To do - From the records below, print exactly the lines starting at the one containing "#[cfg(test)]" and ending at the one containing "use std::thread;", ends included, and nothing else.

Saved data entries:
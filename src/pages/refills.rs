//! Prescriptions and their refill requests.

use async_trait::async_trait;
use serde::Serialize;
use tracing::info;

use super::{Page, settle};
use crate::api::ApiClient;
use crate::display::{self, UNKNOWN};
use crate::error::Result;
use crate::models::{PartySummary, Prescription, PrescriptionUpdate, RefillStatus};

#[derive(Debug, Clone, PartialEq, Eq, Serialize)]
pub struct PrescriptionView {
    #[serde(flatten)]
    pub prescription: Prescription,
    pub customer_name: String,
    pub pet_name: String,
    pub has_pending_requests: bool,
}

impl From<Prescription> for PrescriptionView {
    fn from(prescription: Prescription) -> Self {
        let party_name = |party: Option<&PartySummary>| {
            display::text_or(party.and_then(|p| p.name.as_deref()), UNKNOWN).to_string()
        };
        Self {
            customer_name: party_name(prescription.owner.as_ref()),
            pet_name: party_name(prescription.pet.as_ref()),
            has_pending_requests: prescription.has_pending_requests(),
            prescription,
        }
    }
}

pub struct RefillsPage {
    client: ApiClient,
    prescriptions: Vec<PrescriptionView>,
    error: Option<String>,
}

impl RefillsPage {
    #[must_use]
    pub fn new(client: ApiClient) -> Self {
        Self { client, prescriptions: Vec::new(), error: None }
    }

    #[must_use]
    pub fn prescriptions(&self) -> &[PrescriptionView] {
        &self.prescriptions
    }

    /// Prescriptions with at least one pending refill request.
    pub fn awaiting_review(&self) -> impl Iterator<Item = &PrescriptionView> {
        self.prescriptions.iter().filter(|p| p.has_pending_requests)
    }

    /// # Errors
    ///
    /// The backend's rejection, or a failed reload afterwards.
    pub async fn approve(&mut self, request_id: i64) -> Result<()> {
        self.decide(request_id, RefillStatus::Approved).await
    }

    /// # Errors
    ///
    /// The backend's rejection, or a failed reload afterwards.
    pub async fn deny(&mut self, request_id: i64) -> Result<()> {
        self.decide(request_id, RefillStatus::Denied).await
    }

    async fn decide(&mut self, request_id: i64, status: RefillStatus) -> Result<()> {
        self.client.update_refill_request(request_id, status).await?;
        self.reload().await
    }

    /// # Errors
    ///
    /// The backend's rejection, or a failed reload afterwards.
    pub async fn delete_request(&mut self, request_id: i64) -> Result<()> {
        self.client.delete_refill_request(request_id).await?;
        self.reload().await
    }

    /// # Errors
    ///
    /// The backend's rejection, or a failed reload afterwards.
    pub async fn edit_prescription(&mut self, prescription_id: i64, update: &PrescriptionUpdate) -> Result<()> {
        self.client.update_prescription(prescription_id, update).await?;
        self.reload().await
    }

    /// # Errors
    ///
    /// The backend's rejection, or a failed reload afterwards.
    pub async fn delete_prescription(&mut self, prescription_id: i64) -> Result<()> {
        self.client.delete_prescription(prescription_id).await?;
        self.reload().await
    }
}

#[async_trait]
impl Page for RefillsPage {
    async fn reload(&mut self) -> Result<()> {
        let loaded = self.client.fetch_prescriptions().await;
        let prescriptions = settle("refills", "Failed to load data", &mut self.error, loaded)?;
        self.prescriptions = prescriptions.into_iter().map(PrescriptionView::from).collect();
        info!(prescriptions = self.prescriptions.len(), "refills page loaded");
        Ok(())
    }

    fn error(&self) -> Option<&str> {
        self.error.as_deref()
    }
}

#[cfg(test)]
#[path = "refills_test.rs"]
mod tests;
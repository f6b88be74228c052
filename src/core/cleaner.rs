//! Output directory removal with bounded retries.

use serde::Serialize;
use std::fs;
use std::io;
use std::path::Path;
use std::thread;
use std::time::Duration;

use crate::error::{Error, Result};
use crate::queue::CancelToken;
use crate::reaper::ProcessReaper;
use crate::reporter::Reporter;

pub trait DirRemover: Send + Sync {
    fn remove(&self, dir: &Path) -> io::Result<()>;
}

#[derive(Debug, Default)]
pub struct FsRemover;

impl DirRemover for FsRemover {
    fn remove(&self, dir: &Path) -> io::Result<()> {
        fs::remove_dir_all(dir)
    }
}

#[derive(Debug, Clone, Serialize)]
pub struct CleanOutcome {
    pub path: String,
    /// False when the directory did not exist and nothing was attempted.
    pub removed: bool,
    pub attempts: u32,
}

pub struct DirectoryCleaner<'a> {
    remover: &'a dyn DirRemover,
    reaper: &'a ProcessReaper<'a>,
    max_retries: u32,
    backoff: Duration,
    cancel: Option<&'a CancelToken>,
}

impl<'a> DirectoryCleaner<'a> {
    pub fn new(remover: &'a dyn DirRemover, reaper: &'a ProcessReaper<'a>) -> Self {
        Self {
            remover,
            reaper,
            max_retries: 3,
            backoff: Duration::from_secs(3),
            cancel: None,
        }
    }

    pub fn with_retries(mut self, max_retries: u32, backoff: Duration) -> Self {
        self.max_retries = max_retries.max(1);
        self.backoff = backoff;
        self
    }

    /// Stop between attempts and during backoff once `cancel` fires.
    pub fn with_cancel(mut self, cancel: &'a CancelToken) -> Self {
        self.cancel = Some(cancel);
        self
    }

    fn checkpoint(&self) -> Result<()> {
        match self.cancel {
            Some(cancel) => cancel.checkpoint("clean"),
            None => Ok(()),
        }
    }

    fn back_off(&self) -> Result<()> {
        match self.cancel {
            Some(cancel) => cancel.sleep(self.backoff, "clean"),
            None => {
                thread::sleep(self.backoff);
                Ok(())
            }
        }
    }

    /// Delete `dir` recursively. A missing directory is immediate success.
    ///
    /// Each attempt is preceded by a process reap. Success is only reported
    /// once the directory is gone (or left empty).
    pub fn clean(&self, dir: &Path, reporter: &dyn Reporter) -> Result<CleanOutcome> {
        let path = dir.display().to_string();

        if !dir.exists() {
            return Ok(CleanOutcome {
                path,
                removed: false,
                attempts: 0,
            });
        }

        let mut last_error = String::new();
        for attempt in 1..=self.max_retries {
            self.checkpoint()?;
            self.reaper.terminate(reporter);

            let outcome = self.remover.remove(dir).and_then(|_| {
                if is_gone_or_empty(dir) {
                    Ok(())
                } else {
                    Err(io::Error::other("directory still has entries"))
                }
            });

            match outcome {
                Ok(()) => {
                    reporter.success(&format!("🧹 Removed {}", path));
                    return Ok(CleanOutcome {
                        path,
                        removed: true,
                        attempts: attempt,
                    });
                }
                Err(e) => {
                    last_error = e.to_string();
                    reporter.warning(&format!(
                        "⚠️ Delete failed ({}/{}): {}",
                        attempt, self.max_retries, last_error
                    ));
                    if attempt < self.max_retries {
                        self.back_off()?;
                    }
                }
            }
        }

        Err(Error::cleanup_failed(path, self.max_retries, last_error))
    }
}

fn is_gone_or_empty(dir: &Path) -> bool {
    match fs::read_dir(dir) {
        Ok(mut entries) => entries.next().is_none(),
        Err(e) => e.kind() == io::ErrorKind::NotFound,
    }
}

Result of the task -
#[cfg(test)]
#[path = "refills_test.rs"]
mod tests;
repository f6b88be74228c052
filename src/core/cleaner.rs
//! Output directory removal with bounded retries.

use serde::Serialize;
use std::fs;
use std::io;
use std::path::Path;
use std::thread;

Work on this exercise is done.